*** Opening Data excerpts ***

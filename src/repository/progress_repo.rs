// ==========================================
// 数据传输系统 - 任务进度存储
// ==========================================
// 职责: 以任务 ID 为键的临时进度计数（标题/总数/已处理/错误数/起止时间）
// 生命周期:
// - 处理开始时创建，处理中不过期
// - 完成或失败后保留 TTL 窗口，过期后读取返回 None（数据已不可用，不是错误）
// 实现:
// - MemoryProgressStore: 进程内（测试、嵌入式场景）
// - SqliteProgressStore: transfer_progress 表，可被其他进程轮询
// 红线: total 已知后 processed 不超过 total；processed 单调不减
// ==========================================

use crate::domain::progress::ProgressSnapshot;
use crate::repository::error::{RepositoryError, RepositoryResult};
use chrono::{DateTime, TimeZone, Utc};
use rusqlite::{params, Connection, OptionalExtension};
use std::collections::HashMap;
use std::sync::{Arc, Mutex, MutexGuard};
use std::time::Duration;

// ==========================================
// ProgressStore Trait
// ==========================================
pub trait ProgressStore: Send + Sync {
    /// 创建（或重置）进度；total 与开始时间一并写入
    fn start(
        &self,
        task_id: &str,
        title: &str,
        total: Option<u64>,
        started_at: DateTime<Utc>,
    ) -> RepositoryResult<()>;

    /// 已处理行数增加 n（不超过 total）
    fn increment_processed(&self, task_id: &str, n: u64) -> RepositoryResult<()>;

    /// 错误行数增加 n，并置错误标记
    fn record_error_rows(&self, task_id: &str, n: u64) -> RepositoryResult<()>;

    /// 完成: 写入结束时间，开始 TTL 计时
    fn finish(&self, task_id: &str, finished_at: DateTime<Utc>, ttl: Duration)
        -> RepositoryResult<()>;

    /// 失败: 置失败标记，开始 TTL 计时（进度不存在时创建）
    fn mark_failed(&self, task_id: &str, title: &str, ttl: Duration) -> RepositoryResult<()>;

    /// 读取快照（不存在或已过期返回 None）
    fn snapshot(&self, task_id: &str) -> RepositoryResult<Option<ProgressSnapshot>>;

    /// 清理已过期条目，返回清理数量
    fn evict_expired(&self) -> RepositoryResult<usize>;
}

fn ttl_deadline(now: DateTime<Utc>, ttl: Duration) -> DateTime<Utc> {
    chrono::Duration::from_std(ttl)
        .ok()
        .and_then(|d| now.checked_add_signed(d))
        .unwrap_or(now)
}

fn clamp_processed(processed: u64, total: Option<u64>) -> u64 {
    match total {
        Some(total) => processed.min(total),
        None => processed,
    }
}

// ==========================================
// MemoryProgressStore
// ==========================================
#[derive(Debug, Default)]
pub struct MemoryProgressStore {
    entries: Mutex<HashMap<String, (ProgressSnapshot, Option<DateTime<Utc>>)>>,
}

impl MemoryProgressStore {
    pub fn new() -> Self {
        Self::default()
    }

    fn lock(
        &self,
    ) -> RepositoryResult<MutexGuard<'_, HashMap<String, (ProgressSnapshot, Option<DateTime<Utc>>)>>>
    {
        self.entries
            .lock()
            .map_err(|e| RepositoryError::LockError(e.to_string()))
    }
}

impl ProgressStore for MemoryProgressStore {
    fn start(
        &self,
        task_id: &str,
        title: &str,
        total: Option<u64>,
        started_at: DateTime<Utc>,
    ) -> RepositoryResult<()> {
        let mut snapshot = ProgressSnapshot::new(task_id, title);
        snapshot.total = total;
        snapshot.started_at = Some(started_at);
        self.lock()?.insert(task_id.to_string(), (snapshot, None));
        Ok(())
    }

    fn increment_processed(&self, task_id: &str, n: u64) -> RepositoryResult<()> {
        if let Some((snapshot, _)) = self.lock()?.get_mut(task_id) {
            snapshot.processed = clamp_processed(snapshot.processed + n, snapshot.total);
        }
        Ok(())
    }

    fn record_error_rows(&self, task_id: &str, n: u64) -> RepositoryResult<()> {
        if let Some((snapshot, _)) = self.lock()?.get_mut(task_id) {
            snapshot.error_rows += n;
            snapshot.has_error = snapshot.error_rows > 0;
        }
        Ok(())
    }

    fn finish(
        &self,
        task_id: &str,
        finished_at: DateTime<Utc>,
        ttl: Duration,
    ) -> RepositoryResult<()> {
        if let Some((snapshot, expires_at)) = self.lock()?.get_mut(task_id) {
            snapshot.finished_at = Some(finished_at);
            *expires_at = Some(ttl_deadline(Utc::now(), ttl));
        }
        Ok(())
    }

    fn mark_failed(&self, task_id: &str, title: &str, ttl: Duration) -> RepositoryResult<()> {
        let mut entries = self.lock()?;
        let entry = entries
            .entry(task_id.to_string())
            .or_insert_with(|| (ProgressSnapshot::new(task_id, title), None));
        entry.0.failed = true;
        entry.1 = Some(ttl_deadline(Utc::now(), ttl));
        Ok(())
    }

    fn snapshot(&self, task_id: &str) -> RepositoryResult<Option<ProgressSnapshot>> {
        let mut entries = self.lock()?;
        let expired = match entries.get(task_id) {
            None => return Ok(None),
            Some((_, Some(expires_at))) => *expires_at <= Utc::now(),
            Some((_, None)) => false,
        };

        if expired {
            entries.remove(task_id);
            return Ok(None);
        }
        Ok(entries.get(task_id).map(|(snapshot, _)| snapshot.clone()))
    }

    fn evict_expired(&self) -> RepositoryResult<usize> {
        let mut entries = self.lock()?;
        let now = Utc::now();
        let before = entries.len();
        entries.retain(|_, (_, expires_at)| expires_at.map(|at| at > now).unwrap_or(true));
        Ok(before - entries.len())
    }
}

// ==========================================
// SqliteProgressStore
// ==========================================
// 时间列为 unix 毫秒；每个操作为单条 SQL，按键原子读写
pub struct SqliteProgressStore {
    conn: Arc<Mutex<Connection>>,
}

impl SqliteProgressStore {
    pub fn from_connection(conn: Arc<Mutex<Connection>>) -> Self {
        Self { conn }
    }

    fn get_conn(&self) -> RepositoryResult<MutexGuard<'_, Connection>> {
        self.conn
            .lock()
            .map_err(|e| RepositoryError::LockError(e.to_string()))
    }
}

fn from_millis(ms: Option<i64>) -> Option<DateTime<Utc>> {
    ms.and_then(|ms| Utc.timestamp_millis_opt(ms).single())
}

impl ProgressStore for SqliteProgressStore {
    fn start(
        &self,
        task_id: &str,
        title: &str,
        total: Option<u64>,
        started_at: DateTime<Utc>,
    ) -> RepositoryResult<()> {
        let conn = self.get_conn()?;
        conn.execute(
            r#"
            INSERT INTO transfer_progress (
                task_id, title, started_at, finished_at, processed, total,
                has_error, error_rows, failed, expires_at
            ) VALUES (?1, ?2, ?3, NULL, 0, ?4, 0, 0, 0, NULL)
            ON CONFLICT(task_id) DO UPDATE SET
                title = excluded.title,
                started_at = excluded.started_at,
                finished_at = NULL,
                processed = 0,
                total = excluded.total,
                has_error = 0,
                error_rows = 0,
                failed = 0,
                expires_at = NULL
            "#,
            params![
                task_id,
                title,
                started_at.timestamp_millis(),
                total.map(|v| v as i64)
            ],
        )?;
        Ok(())
    }

    fn increment_processed(&self, task_id: &str, n: u64) -> RepositoryResult<()> {
        let conn = self.get_conn()?;
        conn.execute(
            r#"
            UPDATE transfer_progress
            SET processed = CASE
                WHEN total IS NOT NULL AND processed + ?2 > total THEN total
                ELSE processed + ?2
            END
            WHERE task_id = ?1
            "#,
            params![task_id, n as i64],
        )?;
        Ok(())
    }

    fn record_error_rows(&self, task_id: &str, n: u64) -> RepositoryResult<()> {
        let conn = self.get_conn()?;
        conn.execute(
            r#"
            UPDATE transfer_progress
            SET error_rows = error_rows + ?2,
                has_error = CASE WHEN error_rows + ?2 > 0 THEN 1 ELSE 0 END
            WHERE task_id = ?1
            "#,
            params![task_id, n as i64],
        )?;
        Ok(())
    }

    fn finish(
        &self,
        task_id: &str,
        finished_at: DateTime<Utc>,
        ttl: Duration,
    ) -> RepositoryResult<()> {
        let conn = self.get_conn()?;
        conn.execute(
            "UPDATE transfer_progress SET finished_at = ?2, expires_at = ?3 WHERE task_id = ?1",
            params![
                task_id,
                finished_at.timestamp_millis(),
                ttl_deadline(Utc::now(), ttl).timestamp_millis()
            ],
        )?;
        Ok(())
    }

    fn mark_failed(&self, task_id: &str, title: &str, ttl: Duration) -> RepositoryResult<()> {
        let conn = self.get_conn()?;
        conn.execute(
            r#"
            INSERT INTO transfer_progress (task_id, title, processed, has_error, error_rows, failed, expires_at)
            VALUES (?1, ?2, 0, 0, 0, 1, ?3)
            ON CONFLICT(task_id) DO UPDATE SET
                failed = 1,
                expires_at = excluded.expires_at
            "#,
            params![task_id, title, ttl_deadline(Utc::now(), ttl).timestamp_millis()],
        )?;
        Ok(())
    }

    fn snapshot(&self, task_id: &str) -> RepositoryResult<Option<ProgressSnapshot>> {
        let conn = self.get_conn()?;
        let now = Utc::now().timestamp_millis();

        let row = conn
            .query_row(
                r#"
                SELECT task_id, title, started_at, finished_at, processed, total,
                       has_error, error_rows, failed, expires_at
                FROM transfer_progress
                WHERE task_id = ?1
                "#,
                params![task_id],
                |row| {
                    let snapshot = ProgressSnapshot {
                        task_id: row.get(0)?,
                        title: row.get(1)?,
                        started_at: from_millis(row.get(2)?),
                        finished_at: from_millis(row.get(3)?),
                        processed: row.get::<_, i64>(4)?.max(0) as u64,
                        total: row.get::<_, Option<i64>>(5)?.map(|v| v.max(0) as u64),
                        has_error: row.get::<_, i64>(6)? != 0,
                        error_rows: row.get::<_, i64>(7)?.max(0) as u64,
                        failed: row.get::<_, i64>(8)? != 0,
                    };
                    Ok((snapshot, row.get::<_, Option<i64>>(9)?))
                },
            )
            .optional()?;

        match row {
            None => Ok(None),
            Some((_, Some(expires_at))) if expires_at <= now => {
                conn.execute(
                    "DELETE FROM transfer_progress WHERE task_id = ?1",
                    params![task_id],
                )?;
                Ok(None)
            }
            Some((snapshot, _)) => Ok(Some(snapshot)),
        }
    }

    fn evict_expired(&self) -> RepositoryResult<usize> {
        let conn = self.get_conn()?;
        let removed = conn.execute(
            "DELETE FROM transfer_progress WHERE expires_at IS NOT NULL AND expires_at <= ?1",
            params![Utc::now().timestamp_millis()],
        )?;
        Ok(removed)
    }
}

*** Closing Data excerpts ***

- Your assignment -
Scan the listing above and copy all lines containing the word "ProgressSnapshot".

- Solution to this task -
use crate::domain::progress::ProgressSnapshot;
    fn snapshot(&self, task_id: &str) -> RepositoryResult<Option<ProgressSnapshot>>;
    entries: Mutex<HashMap<String, (ProgressSnapshot, Option<DateTime<Utc>>)>>,
    ) -> RepositoryResult<MutexGuard<'_, HashMap<String, (ProgressSnapshot, Option<DateTime<Utc>>)>>>
        let mut snapshot = ProgressSnapshot::new(task_id, title);
            .or_insert_with(|| (ProgressSnapshot::new(task_id, title), None));
    fn snapshot(&self, task_id: &str) -> RepositoryResult<Option<ProgressSnapshot>> {
    fn snapshot(&self, task_id: &str) -> RepositoryResult<Option<ProgressSnapshot>> {
                    let snapshot = ProgressSnapshot {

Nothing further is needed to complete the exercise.